Barry Gray's theme tune to Fireball XL5 and Glen Campbell's Wichita Lineman are the songs that punctuate the Al Smith written, Josh Roche directed, and Adam Gillen starring play Radio that I got myself along to see at the Arcola in Dalston last night. A play that purports to be about "love, memory and spaceships".
All undoubtedly big and important things - but it did seem to be, or trying to be at least, about something much more. During a seventy five minute monologue, Gillen as Charlie Fairbanks Jnr tells us his life story, his father's life story, his mother's life story, and even one of his grandparent's life stories for good measure.
It's a lot to take in and though it's fascinating in places there were other times when I'd drift off and start wondering what I'd have for dinner later or start daydreaming about upcoming holidays! Which was more than a little awkward as Gillen, an amazing performer it has to be said, has a tendency to drill in individual audience members, catch their eye, and speak as if directly to them.

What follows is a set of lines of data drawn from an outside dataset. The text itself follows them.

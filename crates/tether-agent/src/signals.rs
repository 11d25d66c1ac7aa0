//! Signal mnemonics

use nix::sys::signal::Signal;

/// Mnemonic to signal, without the `SIG` prefix
const TABLE: &[(&str, Signal)] = &[
    ("ABRT", Signal::SIGABRT),
    ("ALRM", Signal::SIGALRM),
    ("FPE", Signal::SIGFPE),
    ("HUP", Signal::SIGHUP),
    ("ILL", Signal::SIGILL),
    ("INT", Signal::SIGINT),
    ("KILL", Signal::SIGKILL),
    ("PIPE", Signal::SIGPIPE),
    ("QUIT", Signal::SIGQUIT),
    ("SEGV", Signal::SIGSEGV),
    ("TERM", Signal::SIGTERM),
    ("USR1", Signal::SIGUSR1),
    ("USR2", Signal::SIGUSR2),
    ("CHLD", Signal::SIGCHLD),
    ("CONT", Signal::SIGCONT),
    ("STOP", Signal::SIGSTOP),
    ("TSTP", Signal::SIGTSTP),
    ("TTIN", Signal::SIGTTIN),
    ("TTOU", Signal::SIGTTOU),
    ("WINCH", Signal::SIGWINCH),
];

/// Resolve `TERM`, `SIGTERM`, `term` or `15`
pub fn lookup(name: &str) -> Option<Signal> {
    let name = name.trim();
    if let Ok(num) = name.parse::<i32>() {
        return Signal::try_from(num).ok();
    }

    let upper = name.to_ascii_uppercase();
    let bare = upper.strip_prefix("SIG").unwrap_or(&upper);
    TABLE
        .iter()
        .find(|(mnemonic, _)| *mnemonic == bare)
        .map(|(_, signal)| *signal)
}

/// Shell-style exit code for a child killed by `signal`
pub fn exit_code(signal: Signal) -> u32 {
    128 + signal as u32
}
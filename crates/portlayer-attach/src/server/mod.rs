//! Attach server: listener ownership and agent link setup

mod handler;
mod listener;

pub use handler::{establish, sync, AgentKeyCheck, AgentLink, EstablishError, AGENT_USER};
pub use listener::AttachServer;
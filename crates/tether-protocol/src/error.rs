//! Protocol error types

use thiserror::Error;

use crate::message::OpenFailureReason;

/// Errors that can occur during protocol operations
#[derive(Error, Debug)]
pub enum ProtocolError {
    /// Invalid frame header
    #[error("Invalid frame header")]
    InvalidHeader,

    /// Unknown message type
    #[error("Unknown message type: {0}")]
    UnknownMessageType(u8),

    /// Payload exceeds maximum size
    #[error("Payload too large: {size} bytes exceeds maximum of {max} bytes")]
    PayloadTooLarge { size: usize, max: usize },

    /// Request payload could not be decoded
    #[error("Malformed {what} payload")]
    MalformedPayload { what: &'static str },

    /// Serialization error
    #[error("Serialization error: {0}")]
    Serialization(#[from] bincode::Error),

    /// I/O error
    #[error("I/O error: {0}")]
    Io(#[from] std::io::Error),

    /// The multiplexer is gone (peer closed or local shutdown)
    #[error("Multiplexer closed")]
    MuxClosed,

    /// The channel was closed, or its write side was half-closed
    #[error("Channel closed")]
    ChannelClosed,

    /// The peer refused to open a channel
    #[error("Channel open rejected ({reason}): {message}")]
    OpenRejected {
        reason: OpenFailureReason,
        message: String,
    },
}

impl ProtocolError {
    /// Whether this error means the peer (or the stream to it) is gone
    pub fn is_transport_closed(&self) -> bool {
        matches!(
            self,
            ProtocolError::MuxClosed | ProtocolError::ChannelClosed | ProtocolError::Io(_)
        )
    }
}

/// Frame sync failures
///
/// `Retry` is the retriable class: the caller purges the stream and runs
/// another round. `Eof` and `Io` end the attempt for good.
#[derive(Error, Debug)]
pub enum HandshakeError {
    /// The bytes read did not form the expected exchange
    #[error("Handshake mismatch: {0}")]
    Retry(String),

    /// The read window elapsed before the peer answered
    #[error("Handshake timed out")]
    Timeout,

    /// The stream reported end of file
    #[error("Stream closed during handshake")]
    Eof,

    /// Debug lossiness check failed
    #[error("Lossiness check failed: {0}")]
    Lossy(String),

    /// Other I/O error
    #[error("I/O error during handshake: {0}")]
    Io(#[from] std::io::Error),
}

impl HandshakeError {
    /// Whether another round may succeed
    pub fn is_retriable(&self) -> bool {
        matches!(
            self,
            HandshakeError::Retry(_) | HandshakeError::Timeout | HandshakeError::Lossy(_)
        )
    }
}
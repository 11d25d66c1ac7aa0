//! Controller-side handle to one attached session

use async_trait::async_trait;
use tether_protocol::WindowSize;
use tokio::io::{AsyncRead, AsyncWrite};

use crate::error::InteractionError;
use crate::types::ContainerId;

/// An open attach channel to one container session
///
/// Methods may be called concurrently from different tasks. Reads (or
/// writes) on the same stream direction are not synchronized; callers
/// serialize them.
#[async_trait]
pub trait SessionInteractor: Send + Sync {
    fn id(&self) -> &ContainerId;

    /// Session stdout; reads end at EOF or close
    fn stdout(&self) -> Box<dyn AsyncRead + Send + Unpin>;

    fn stderr(&self) -> Box<dyn AsyncRead + Send + Unpin>;

    /// Session stdin; shutting the writer down half-closes the channel
    fn stdin(&self) -> Box<dyn AsyncWrite + Send + Unpin>;

    /// Deliver a signal by mnemonic (`TERM`, `SIGINT`, ...)
    async fn signal(&self, name: &str) -> Result<(), InteractionError>;

    async fn resize(&self, size: WindowSize) -> Result<(), InteractionError>;

    /// Close the session's stdin; later stdin writes fail
    async fn close_stdin(&self) -> Result<(), InteractionError>;

    /// Round-trip an echo; fails on timeout or mismatch
    async fn ping(&self) -> Result<(), InteractionError>;

    /// Release a run-blocked session; idempotent
    async fn unblock(&self) -> Result<(), InteractionError>;

    /// Wait for the session's exit code
    async fn exit_status(&self) -> Result<u32, InteractionError>;

    /// Close the channel; later calls are no-ops
    async fn close(&self) -> Result<(), InteractionError>;

    fn is_closed(&self) -> bool;
}
//! Reconnect backoff

use std::time::Duration;

use tether_core::config::BackoffConfig;

/// Exponential backoff with jitter between dial attempts
#[derive(Debug, Clone)]
pub struct ExponentialBackoff {
    initial: Duration,
    current: Duration,
    max: Duration,
    multiplier: f64,
    /// Fraction of the delay added at random (0.0 to 1.0)
    jitter: f64,
}

impl ExponentialBackoff {
    pub fn from_config(config: &BackoffConfig) -> Self {
        Self::new(config.initial, config.max, config.multiplier, config.jitter)
    }

    pub fn new(initial: Duration, max: Duration, multiplier: f64, jitter: f64) -> Self {
        Self {
            initial,
            current: initial.min(max),
            max,
            multiplier: multiplier.max(1.0),
            jitter: jitter.clamp(0.0, 1.0),
        }
    }

    /// Delay before the next attempt; advances the schedule
    pub fn next_delay(&mut self) -> Duration {
        let delay = self.current;
        let grown = delay.as_secs_f64() * self.multiplier;
        self.current = Duration::from_secs_f64(grown.min(self.max.as_secs_f64()));

        let spread = delay.as_secs_f64() * self.jitter * rand::random::<f64>();
        delay + Duration::from_secs_f64(spread)
    }

    /// Back to the initial delay after a successful connection
    pub fn reset(&mut self) {
        self.current = self.initial.min(self.max);
    }
}
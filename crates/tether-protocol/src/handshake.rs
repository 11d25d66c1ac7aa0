//! Frame sync handshake
//!
//! A serial line (or a reused TCP stream) may hold stale bytes in either
//! direction. Before the session protocol starts, both ends purge what is
//! pending and run a short lock-step exchange:
//!
//! ```text
//! client -> server   SYN a
//! server -> client   ACK a+1 b
//! client -> server   ACK b+1          (DEBUG_ACK b+1 requests a lossiness check)
//! ```
//!
//! Any mismatch makes the detecting side write `NAK` and fail with a
//! retriable [`HandshakeError`]; callers purge and go again.

use std::time::Duration;

use tokio::io::{AsyncRead, AsyncReadExt, AsyncWrite, AsyncWriteExt};
use tracing::{debug, info, warn};

use crate::error::HandshakeError;

/// Handshake byte constants, revision 1
pub const SYN: u8 = 0x16;
pub const ACK: u8 = 0x06;
pub const DEBUG_ACK: u8 = 0x07;
pub const NAK: u8 = 0x15;

/// Revision of the byte constants above
pub const HANDSHAKE_REVISION: u32 = 1;

/// How long purge waits for more stale bytes before declaring the line quiet
pub const PURGE_WINDOW: Duration = Duration::from_millis(10);

/// Pattern echoed by the agent when the controller requests a lossiness check
pub const LOSSINESS_PATTERN: &[u8; 23] = b"\x1b[32mhello world\x1b[39m!\n";

/// Discard whatever is immediately readable
///
/// Returns once a full [`PURGE_WINDOW`] passes without data, or
/// [`HandshakeError::Eof`] if the stream ends.
pub async fn purge<S>(stream: &mut S) -> Result<usize, HandshakeError>
where
    S: AsyncRead + Unpin,
{
    let mut buf = [0u8; 255];
    let mut discarded = 0;

    loop {
        match tokio::time::timeout(PURGE_WINDOW, stream.read(&mut buf)).await {
            Err(_) => break,
            Ok(Ok(0)) => return Err(HandshakeError::Eof),
            Ok(Ok(n)) => {
                debug!("Discarding {} stale bytes: {:02x?}", n, &buf[..n]);
                discarded += n;
            }
            Ok(Err(e)) => return Err(e.into()),
        }
    }

    Ok(discarded)
}

/// Controller side of the exchange
///
/// Not time-bounded; wrap in `tokio::time::timeout` and treat an elapsed
/// window like [`HandshakeError::Timeout`].
pub async fn client<S>(stream: &mut S, debug_mode: bool) -> Result<(), HandshakeError>
where
    S: AsyncRead + AsyncWrite + Unpin,
{
    let a: u8 = rand::random();
    stream.write_all(&[SYN, a]).await?;
    stream.flush().await?;

    let mut synack = [0u8; 3];
    read_exact(stream, &mut synack).await?;

    if synack[0] != ACK || synack[1] != a.wrapping_add(1) {
        debug!(
            "Client did not receive synack: expected {:#04x} {:#04x}, got {:02x?}",
            ACK,
            a.wrapping_add(1),
            &synack[..2]
        );
        stream.write_all(&[NAK]).await?;
        return Err(HandshakeError::Retry(format!(
            "unexpected synack {:02x?}",
            synack
        )));
    }

    let flag = if debug_mode { DEBUG_ACK } else { ACK };
    stream.write_all(&[flag, synack[2].wrapping_add(1)]).await?;
    stream.flush().await?;
    info!("Client handshake complete");

    if debug_mode {
        stream.write_all(LOSSINESS_PATTERN).await?;
        stream.flush().await?;

        let mut echo = [0u8; LOSSINESS_PATTERN.len()];
        read_exact(stream, &mut echo).await?;

        if &echo != LOSSINESS_PATTERN {
            stream.write_all(&[NAK]).await?;
            warn!("Lossiness check failed: {:02x?}", echo);
            return Err(HandshakeError::Lossy(format!("echo mismatch {:02x?}", echo)));
        }

        stream.write_all(&[ACK]).await?;
        stream.flush().await?;
        info!("Lossiness check passed");
    }

    Ok(())
}

/// Agent side of the exchange
pub async fn server<S>(stream: &mut S) -> Result<(), HandshakeError>
where
    S: AsyncRead + AsyncWrite + Unpin,
{
    // Three bytes of room so an offset stream shows up as a short or long read
    let mut syn = [0u8; 3];
    let n = read_some(stream, &mut syn).await?;
    if n != 2 || syn[0] != SYN {
        debug!("Server did not receive SYN: {:02x?}", &syn[..n]);
        if syn[0] != SYN {
            stream.write_all(&[NAK]).await?;
        }
        return Err(HandshakeError::Retry(format!(
            "expected SYN, read {:02x?}",
            &syn[..n]
        )));
    }

    let b: u8 = rand::random();
    stream.write_all(&[ACK, syn[1].wrapping_add(1), b]).await?;
    stream.flush().await?;

    let mut ack = [0u8; 2];
    let n = read_some(stream, &mut ack).await?;
    if n != 2 || (ack[0] != ACK && ack[0] != DEBUG_ACK) || ack[1] != b.wrapping_add(1) {
        debug!("Server did not receive ack: {:02x?}", &ack[..n]);
        stream.write_all(&[NAK]).await?;
        return Err(HandshakeError::Retry(format!(
            "expected ack, read {:02x?}",
            &ack[..n]
        )));
    }
    info!("Server handshake complete");

    if ack[0] == DEBUG_ACK {
        let mut pattern = [0u8; LOSSINESS_PATTERN.len()];
        read_exact(stream, &mut pattern).await?;
        stream.write_all(&pattern).await?;
        stream.flush().await?;

        let mut verdict = [0u8; 1];
        read_exact(stream, &mut verdict).await?;
        if verdict[0] != ACK {
            warn!("Lossiness check failed");
            return Err(HandshakeError::Lossy("controller rejected echo".into()));
        }
        info!("Lossiness check passed");
    }

    Ok(())
}

async fn read_exact<S>(stream: &mut S, buf: &mut [u8]) -> Result<(), HandshakeError>
where
    S: AsyncRead + Unpin,
{
    match stream.read_exact(buf).await {
        Ok(_) => Ok(()),
        Err(e) if e.kind() == std::io::ErrorKind::UnexpectedEof => Err(HandshakeError::Eof),
        Err(e) => Err(e.into()),
    }
}

/// One read, plus a second if only a single byte arrived
async fn read_some<S>(stream: &mut S, buf: &mut [u8]) -> Result<usize, HandshakeError>
where
    S: AsyncRead + Unpin,
{
    let n = stream.read(buf).await?;
    if n == 0 {
        return Err(HandshakeError::Eof);
    }
    if n == 1 && buf.len() > 1 {
        let m = stream.read(&mut buf[1..]).await?;
        if m == 0 {
            return Err(HandshakeError::Eof);
        }
        return Ok(n + m);
    }
    Ok(n)
}

#[cfg(test)]
mod tests {
    use super::*;
    use tokio::io::duplex;

    #[tokio::test]
    async fn test_client_server_sync() {
        let (mut a, mut b) = duplex(1024);

        let (c, s) = tokio::join!(client(&mut a, false), server(&mut b));
        c.unwrap();
        s.unwrap();
    }

    #[tokio::test]
    async fn test_debug_lossiness_check() {
        let (mut a, mut b) = duplex(1024);

        let (c, s) = tokio::join!(client(&mut a, true), server(&mut b));
        c.unwrap();
        s.unwrap();
    }

    #[tokio::test]
    async fn test_server_rejects_trash() {
        let (mut a, mut b) = duplex(1024);
        a.write_all(b"ls\n").await.unwrap();

        let err = server(&mut b).await.unwrap_err();
        assert!(err.is_retriable());

        let mut nak = [0u8; 1];
        a.read_exact(&mut nak).await.unwrap();
        assert_eq!(nak[0], NAK);
    }

    #[tokio::test]
    async fn test_client_rejects_bad_synack() {
        let (mut a, mut b) = duplex(1024);

        let peer = tokio::spawn(async move {
            let mut syn = [0u8; 2];
            b.read_exact(&mut syn).await.unwrap();
            // Wrong increment
            b.write_all(&[ACK, syn[1].wrapping_add(2), 9]).await.unwrap();
            let mut nak = [0u8; 1];
            b.read_exact(&mut nak).await.unwrap();
            nak[0]
        });

        let err = client(&mut a, false).await.unwrap_err();
        assert!(matches!(err, HandshakeError::Retry(_)));
        assert_eq!(peer.await.unwrap(), NAK);
    }

    #[tokio::test]
    async fn test_client_eof() {
        let (mut a, b) = duplex(64);
        drop(b);
        assert!(matches!(
            client(&mut a, false).await,
            Err(HandshakeError::Eof) | Err(HandshakeError::Io(_))
        ));
    }

    #[tokio::test]
    async fn test_purge_discards_stale_bytes() {
        let (mut a, mut b) = duplex(1024);
        a.write_all(b"stale noise from a previous boot").await.unwrap();

        let n = purge(&mut b).await.unwrap();
        assert_eq!(n, 32);

        // The line is quiet now and sync still works
        let (c, s) = tokio::join!(client(&mut a, false), server(&mut b));
        c.unwrap();
        s.unwrap();
    }

    #[tokio::test]
    async fn test_purge_reports_eof() {
        let (a, mut b) = duplex(64);
        drop(a);
        assert!(matches!(purge(&mut b).await, Err(HandshakeError::Eof)));
    }

    #[tokio::test]
    async fn test_retry_after_noise() {
        let (mut a, mut b) = duplex(1024);

        let agent = tokio::spawn(async move {
            loop {
                if server(&mut b).await.is_ok() {
                    return b;
                }
            }
        });

        // Noise first; the agent answers it with NAK
        a.write_all(&[0x41, 0x42, 0x43]).await.unwrap();
        loop {
            purge(&mut a).await.unwrap();
            match tokio::time::timeout(Duration::from_secs(1), client(&mut a, false)).await {
                Ok(Ok(())) => break,
                Ok(Err(e)) if e.is_retriable() => continue,
                Ok(Err(e)) => panic!("unexpected error: {e}"),
                Err(_) => continue,
            }
        }
        agent.await.unwrap();
    }
}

I was sat in the front row so it happened often to me. First time I nearly spoke back, surely poor etiquette! Soon I learned just to listen as Gillen told a tale of flags, magicians, homelessness, and the American aviation industry in which it seemed likely, if not completely apparent, that Fairbanks Jnr was supposed to represent a personification of America herself.
Fairbanks Jnr was born slap bang in the middle of the twentieth century (and grew up wanting to be an astronaut, like many his age). Not just that, he grew up slap bang in the geographical centre of America, in the small city of Lebanon, Kansas. When his family move to the slightly larger, and much colder, Rugby, North Dakota it's around the time Alaska is made a state so the centre of America changes again and the Fairbanks family find themselves, once more, in the middle of everything.
Later on, Hawaii is admitted to the union so the centre is now in the Pacific Ocean and, you guessed it, the Fairbanks family move, ok not to a floating home in the sea, but to San Francisco in California where, due to the high mortality rate of soldiers during the Vietnam War, our protagonist's father gets rich making flags to drape over dead soldier's coffins.
In this, and other sections, you can see attempts to show, and critique, how America went from a booming, forward looking, country sending young men into space to explore those final frontiers to an inward looking, militaristic, nation that, instead, sent those young men to their deaths on foreign fields.
Leaving aside the fact that American military aggression was already well established before the moon landings, my concern was that the satire was sketched so lightly it never really bit hard enough (like, for instance, in Ivo van Hove's confusing but powerful The Damned (which I saw recently at The Barbican). That's fair enough. The budget and cast size are completely incomparable (Gillen has to make do with a tape recorder, a selection of jackets, a couple of chairs, and what looks like some misshapen hammock strung across the stage).
But what was disappointing is that, despite a couple of funny moments (for me anyway, others in the audience were howling like horny hyenas), one or two genuinely great lines, and a couple of mildly moving passages, this play that spanned the fifties through to the seventies from the presidency of Harry Truman to that of Gerald Ford, ultimately left me a little frustrated.
Despite a great central performance I just wasn't as gripped as I'd have liked to have been. I'd loved my visit to the great little Arcola (and I enjoyed my Big V dog and Brooklyn lager in The Diner nearby afterwards) but I came away thinking that if space is the place this rocket was, sadly, manned more by Mr Spoon on his way to Button Moon than Neil Armstrong and Apollo 11. I feel harsh in this assessment because it was such a valiant effort and because of that I'll hand out a rare mark out of ten. Six. Six out of ten. Which is still better than 5-4-3-2-1, eh!
The strings across the stage are threads of the American flag - the flags Charlie's Father makes. At least that's what I look them to be - red, white and blue. Make of it what you will, but I just thought I'd say. I enjoyed reading your thoughts. Thanks for sharing.
ReplyDeleteYes, I recognised the colours but couldn't make out why they were arranged in such a way. Thanks for your comments. I really appreciate them and I totally appreciate other people got more out of the experience than I did.